Creating the Pathway to Interoperability

To achieve interoperability, one must first be clear about the actual pathways, use cases or experiences they are trying to build toward. If you are not clear on your end goal, how can you break that up to start working on accomplishing it? You must be clear about the goal so you know what blocks need to be put in place to create a roadmap that the industry can follow. 

Innovators need to look at how to support the clinicians, the workforce, the practices and the healthcare organisations with the right tools and services. The technology is there, and the standards are well on their way; therefore, what is that underlying enabling infrastructure to put that in place? 

Providing Interoperability for Caregivers

The whole system relies heavily on the patient to be an essential source of information, but by definition, they are unwell or distressed and not necessarily the best person to give their clinical history. If somehow the patient had a window on their electronic medical record, allowing them to check and keep abreast without commandeering the information, that would significantly aid with improving their understanding of the issues and have a better understanding of what’s important and what’s not. 

Are Patients Concerned About Privacy?

There are two sides to the coin of sharing patient data. Data sharing is necessary in order to provide better patient care and have a better understanding of the full picture of the patient.

On the flip side, more data sharing means more data available for misuse. 

A lot of people have opted not to have a My Health Record and not share it because of their general concerns about privacy. However, they may not realise that this means their clinicians won’t have access to their data as well. There is a profound difference when clinicians can log in and see the results of tests that patients had previously done, and while the collaboration integration between Monash Health and the MyHR is not completely interoperable, it is a start. 

Furthermore, there are patients who didn’t even know that they had opted out of the MyHR, or some of them have chosen a password to protect their data, but they don’t even know what the password is, and they were more than happy to share their data at that point in time when they needed it to be shared. 

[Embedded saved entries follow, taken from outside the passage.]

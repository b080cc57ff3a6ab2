//! Shared helpers for `nimbus-infra` integration tests.
//!
//! Every client is pointed at a wiremock server through a
//! [`StaticTokenProvider`], so tests exercise the real pipeline without an
//! identity service.

#![allow(dead_code)]

use std::sync::Arc;
use std::time::Duration;

use nimbus_domain::constants::{DNS_SERVICE_TYPE, LOAD_BALANCER_SERVICE_TYPE, QUEUES_SERVICE_TYPE};
use nimbus_infra::{DnsClient, HttpClient, LoadBalancerClient, QueueClient, StaticTokenProvider};
use uuid::Uuid;
use wiremock::MockServer;

pub const TOKEN: &str = "test-token";
pub const TENANT_PATH: &str = "/v1/123456";

pub fn provider(server: &MockServer) -> Arc<StaticTokenProvider> {
    let base = format!("{}{}", server.uri(), TENANT_PATH);
    Arc::new(
        StaticTokenProvider::new(TOKEN)
            .with_endpoint(QUEUES_SERVICE_TYPE, &base)
            .and_then(|p| p.with_endpoint(DNS_SERVICE_TYPE, &base))
            .and_then(|p| p.with_endpoint(LOAD_BALANCER_SERVICE_TYPE, &base))
            .expect("valid endpoints"),
    )
}

pub fn http() -> HttpClient {
    HttpClient::builder().timeout(Duration::from_secs(5)).build().expect("http client")
}

pub fn queue_client(server: &MockServer, client_id: Uuid) -> Arc<QueueClient> {
    let client = QueueClient::new(http(), provider(server), None, false, client_id);
    Arc::new(client.expect("queue client"))
}

pub fn dns_client(server: &MockServer) -> DnsClient {
    DnsClient::new(http(), provider(server), None, false)
        .with_poll_interval(Duration::from_millis(10))
}

pub fn lb_client(server: &MockServer) -> LoadBalancerClient {
    LoadBalancerClient::new(http(), provider(server), None, false)
        .with_poll_interval(Duration::from_millis(10))
}

/// Path under the tenant prefix.
pub fn tenant(path: &str) -> String {
    format!("{TENANT_PATH}/{}", path.trim_start_matches('/'))
}

/// Route `tracing` output through the test harness; safe to call repeatedly.
pub fn init_tracing() {
    let _ = tracing_subscriber::fmt()
        .with_env_filter(tracing_subscriber::EnvFilter::from_default_env())
        .with_test_writer()
        .try_init();
}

With that being said, patients do want their data to be shared by their clinicians, but they don’t want people who shouldn’t have access to their data to have it, and since the MyHR is not regulated enough, they fear that this might happen. 

Additionally, if the message comes from the clinicians instead of the government, people might be more trusting and responsive.

Collaboration in the Health Tech Sector

If health tech companies could cooperate to design and develop better solutions together, putting the patient at the centre would ensure they benefit. One way they can support each other and ensure the right standards are being used and that it results in the right use cases is by using FHIR

FHIR is driven by a community approach, stemming from the heavy involvement of industry and healthcare organisations coming together to look at use cases and develop them. For that reason, one of the best ways to collaborate is to ensure that they have really strong clinician-consumer industry co-design in these specifications. Then use those community processes to start to guarantee the development of those systems that join up interoperably.

Identifying and Providing Critical Data

It’s not about recording every single piece of data but more so about being able to adequately identify what data is most important and being able to present that data at those key times around different use cases. This means looking at the information that is most important to that clinician and for each patient. 

Having just the necessary data also facilitates a very informed conversation with the consumer as well. So questions like “why is my information being used? Who’s it being shared with for what purpose?” can be answered. This approach could promote a much more privacy-positive-focused conversation without overloading clinicians with too much information. 

Let’s all figure out what is the end goal that we’re trying to work towards and then work a roadmap towards it.